Brands are just paying lip service to customer experience as requests for call centre staff to improve the service are being met with resistance.
I have to admit, I am not the most patient person. I am even less patient when it comes to being put on hold by so-called ‘customer service departments’. We are all familiar with the inevitable message, “your call is very important to us, we will be with you shortly”, while you die a little bit at the other end of the line.
We are hearing a lot about customer experience lately. I cannot help thinking, however, that brands are really just paying lip service to it.
Our high street banks are supposedly embracing customer experience while at the same time operating branches with no till staff.
This is the big opportunity in marketing: the selling of ‘experiences’ versus the selling of ‘things’. It is the experience of having and driving a new car that we like; the car is just an object. Far too little thought is invested in the experience and for bigger companies, there is the constant pressure to standardise and commoditise experiences.
Yet talking directly to a well-trained person behind the counter or on the phone is often the best possible customer experience of the lot, and one that really lowers the cost of customer acquisition by improving retention.
This particular piece of insight does not appear to have crossed the mind of our chief financial officer and CEO. When the discussion comes up about increasing the number of people in the call centre, or increasing the hours they are available, I meet a wall of resistance.
Despite our having identified customer experience as a priority, developed plans and refined them, now that the time has come to implement, the bean-counters are rowing back. They point to the cost for each extra ‘head’ and the lack of positive effect on the bottom line.

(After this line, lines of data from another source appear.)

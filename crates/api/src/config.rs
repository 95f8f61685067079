use ensemble_broker::BrokerConfig;

use crate::auth::jwt::JwtConfig;

/// Default base URL that page destinations resolve under.
const DEFAULT_PAGE_BASE_URL: &str = "https://ensemble.rodeo/meta";

/// Default idle lifetime of a badge provisioning session, in seconds.
const DEFAULT_BADGE_SESSION_IDLE_SECS: u64 = 900;

/// Default number of badge sessions one identity may hold open.
const DEFAULT_BADGE_MAX_SESSIONS_PER_OWNER: usize = 3;

/// Server configuration loaded from environment variables.
///
/// All fields have sensible defaults suitable for local development.
/// In production, override via environment variables.
#[derive(Debug, Clone)]
pub struct ServerConfig {
    /// Bind address (default: `0.0.0.0`).
    pub host: String,
    /// Bind port (default: `3000`).
    pub port: u16,
    /// Allowed CORS origins, parsed from comma-separated `CORS_ORIGINS` env var.
    pub cors_origins: Vec<String>,
    /// HTTP request timeout in seconds (default: `30`).
    pub request_timeout_secs: u64,
    /// JWT token configuration (secret, expiry).
    pub jwt: JwtConfig,
    /// Base URL a badge pointing at a meta page resolves under.
    pub page_base_url: String,
    /// Badge sessions idle for longer than this are closed.
    pub badge_session_idle_secs: u64,
    /// Open badge sessions (and broker links) allowed per identity.
    pub badge_max_sessions_per_owner: usize,
    /// Broker link used by badge provisioning sessions.
    pub broker: BrokerConfig,
}

impl ServerConfig {
    /// Load configuration from environment variables with defaults.
    ///
    /// | Env Var                        | Default                       |
    /// |--------------------------------|-------------------------------|
    /// | `HOST`                         | `0.0.0.0`                     |
    /// | `PORT`                         | `3000`                        |
    /// | `CORS_ORIGINS`                 | `http://localhost:5173`       |
    /// | `REQUEST_TIMEOUT_SECS`         | `30`                          |
    /// | `PAGE_BASE_URL`                | `https://ensemble.rodeo/meta` |
    /// | `BADGE_SESSION_IDLE_SECS`      | `900`                         |
    /// | `BADGE_MAX_SESSIONS_PER_OWNER` | `3`                           |
    ///
    /// JWT and broker settings are read by [`JwtConfig::from_env`] and
    /// [`BrokerConfig::from_env`].
    pub fn from_env() -> Self {
        let host = std::env::var("HOST").unwrap_or_else(|_| "0.0.0.0".into());

        let port: u16 = std::env::var("PORT")
            .unwrap_or_else(|_| "3000".into())
            .parse()
            .expect("PORT must be a valid u16");

        let cors_origins = parse_origins(
            &std::env::var("CORS_ORIGINS").unwrap_or_else(|_| "http://localhost:5173".into()),
        );

        let request_timeout_secs: u64 = std::env::var("REQUEST_TIMEOUT_SECS")
            .unwrap_or_else(|_| "30".into())
            .parse()
            .expect("REQUEST_TIMEOUT_SECS must be a valid u64");

        let page_base_url =
            std::env::var("PAGE_BASE_URL").unwrap_or_else(|_| DEFAULT_PAGE_BASE_URL.into());

        let badge_session_idle_secs: u64 = std::env::var("BADGE_SESSION_IDLE_SECS")
            .unwrap_or_else(|_| DEFAULT_BADGE_SESSION_IDLE_SECS.to_string())
            .parse()
            .expect("BADGE_SESSION_IDLE_SECS must be a valid u64");

        let badge_max_sessions_per_owner: usize = std::env::var("BADGE_MAX_SESSIONS_PER_OWNER")
            .unwrap_or_else(|_| DEFAULT_BADGE_MAX_SESSIONS_PER_OWNER.to_string())
            .parse()
            .expect("BADGE_MAX_SESSIONS_PER_OWNER must be a valid usize");

        Self {
            host,
            port,
            cors_origins,
            request_timeout_secs,
            jwt: JwtConfig::from_env(),
            page_base_url,
            badge_session_idle_secs,
            badge_max_sessions_per_owner,
            broker: BrokerConfig::from_env(),
        }
    }
}

/// Split a comma-separated origin list, dropping blanks.
fn parse_origins(raw: &str) -> Vec<String> {
    raw.split(',')
        .map(|s| s.trim().to_string())
        .filter(|s| !s.is_empty())
        .collect()
}
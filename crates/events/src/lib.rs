//! Ensemble change notification infrastructure.
//!
//! - [`ChangeBus`] -- in-process publish/subscribe hub backed by
//!   `tokio::sync::broadcast`.
//! - [`ChangeNotice`] -- "something changed in table X" signal.
//! - [`ChangeListener`] -- background service turning PostgreSQL
//!   `NOTIFY` messages into bus notices.

pub mod bus;
pub mod listener;

pub use bus::{ChangeBus, ChangeNotice};
pub use listener::{ChangeListener, EVENTS_CHANNEL};
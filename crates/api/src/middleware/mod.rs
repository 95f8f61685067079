//! Identity extractors.
//!
//! - [`auth::AuthUser`] -- Requires a valid JWT Bearer token.
//! - [`auth::MaybeAuthUser`] -- Accepts requests with or without a token.

pub mod auth;
/// Errors raised by the broker link.
#[derive(Debug, thiserror::Error)]
pub enum BrokerError {
    /// The configured broker URL could not be understood.
    #[error("Invalid broker address '{address}': {reason}")]
    InvalidAddress { address: String, reason: String },

    /// The link is not currently connected to the broker.
    #[error("Broker link is not connected")]
    NotConnected,

    /// The publish request could not be queued.
    #[error("Publish failed: {0}")]
    Publish(String),

    /// The link has already been closed.
    #[error("Broker link is closed")]
    Closed,
}
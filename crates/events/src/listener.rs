//! PostgreSQL change listener.
//!
//! [`ChangeListener`] holds a dedicated `LISTEN` connection on
//! [`EVENTS_CHANNEL`] (fed by the `trg_events_changed` trigger) and publishes
//! a [`ChangeNotice`] on the [`ChangeBus`] for every notification. It runs as
//! a long-lived background task until its [`CancellationToken`] fires.

use std::sync::Arc;
use std::time::Duration;

use ensemble_db::DbPool;
use sqlx::postgres::PgListener;
use tokio_util::sync::CancellationToken;

use crate::bus::{ChangeBus, ChangeNotice};

/// Notification channel raised by the `events` table trigger.
pub const EVENTS_CHANNEL: &str = "events_changed";

/// Table name reported in notices from [`EVENTS_CHANNEL`].
const EVENTS_TABLE: &str = "events";

/// Delay before re-establishing a failed listener connection.
const RETRY_DELAY: Duration = Duration::from_secs(5);

/// Background service bridging `NOTIFY` to the in-process bus.
pub struct ChangeListener;

impl ChangeListener {
    /// Run the listener loop until `cancel` is triggered.
    ///
    /// Connection failures are logged and retried after a fixed delay.
    pub async fn run(pool: DbPool, bus: Arc<ChangeBus>, cancel: CancellationToken) {
        loop {
            match Self::listen(&pool, &bus, &cancel).await {
                Ok(()) => break,
                Err(e) => {
                    tracing::warn!(
                        error = %e,
                        retry_in_secs = RETRY_DELAY.as_secs(),
                        "Change listener failed, retrying"
                    );
                }
            }

            tokio::select! {
                _ = cancel.cancelled() => break,
                _ = tokio::time::sleep(RETRY_DELAY) => {}
            }
        }

        tracing::info!("Change listener stopped");
    }

    /// Listen until cancelled (`Ok`) or the connection fails (`Err`).
    async fn listen(
        pool: &DbPool,
        bus: &ChangeBus,
        cancel: &CancellationToken,
    ) -> Result<(), sqlx::Error> {
        let mut listener = PgListener::connect_with(pool).await?;
        listener.listen(EVENTS_CHANNEL).await?;
        tracing::info!(channel = EVENTS_CHANNEL, "Change listener subscribed");

        loop {
            tokio::select! {
                _ = cancel.cancelled() => return Ok(()),
                received = listener.try_recv() => match received? {
                    Some(notification) => {
                        tracing::debug!(
                            operation = notification.payload(),
                            "Events table changed"
                        );
                        bus.publish(ChangeNotice::new(EVENTS_TABLE, notification.payload()));
                    }
                    None => {
                        // The connection dropped and was re-established;
                        // notifications in between are lost, so force a refresh.
                        tracing::warn!("Change listener reconnected, forcing refresh");
                        bus.publish(ChangeNotice::new(EVENTS_TABLE, ""));
                    }
                },
            }
        }
    }
}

Of course, I do talk in terms of customer experience driving cohesion across communications and I try to drum home the brand experience following through on our proposition.

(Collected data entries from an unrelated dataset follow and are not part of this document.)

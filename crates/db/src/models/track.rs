use ensemble_core::types::EntityId;
use serde::{Deserialize, Serialize};
use sqlx::FromRow;

use crate::models::room::Room;

/// A row from the `tracks` table.
#[derive(Debug, Clone, PartialEq, FromRow, Serialize)]
pub struct Track {
    pub id: EntityId,
    pub name: String,
    /// `unconference` or `booth`.
    pub track_type: String,
    pub room_id: Option<EntityId>,
}

/// DTO for creating a track.
#[derive(Debug, Deserialize)]
pub struct CreateTrack {
    pub name: String,
    pub track_type: String,
    pub room_id: Option<EntityId>,
}

/// A track with its room expanded (absent when unassigned).
#[derive(Debug, Clone, PartialEq, Serialize)]
pub struct TrackWithRoom {
    pub id: EntityId,
    pub name: String,
    pub track_type: String,
    pub room_id: Option<EntityId>,
    pub room: Option<Room>,
}
//! WebSocket infrastructure for the live schedule feed.
//!
//! Provides connection management, heartbeat monitoring, and the HTTP
//! upgrade handler used by Axum routes.

mod handler;
mod heartbeat;
pub mod manager;

pub use handler::ws_handler;
pub use heartbeat::start_heartbeat;
pub use manager::WsManager;
pub mod auth;
pub mod badge;
pub mod meta_pages;
pub mod schedule;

I have brand measure improvements and their link to the bottom line. However, this is the one challenge that they do not teach you how to handle in marketing textbooks: when facts, figures and logic don’t convince.
In times like this, a well-thumbed copy of the Machiavelli’s ‘The Prince’ can come in handy.
I am in the process of building support among the other members of the management team, appealing to their self-interest and showing how this is going to reduce costs on the operational side of the business, so we can present a unified front.
The next monthly management meeting should be fun. Wish me luck.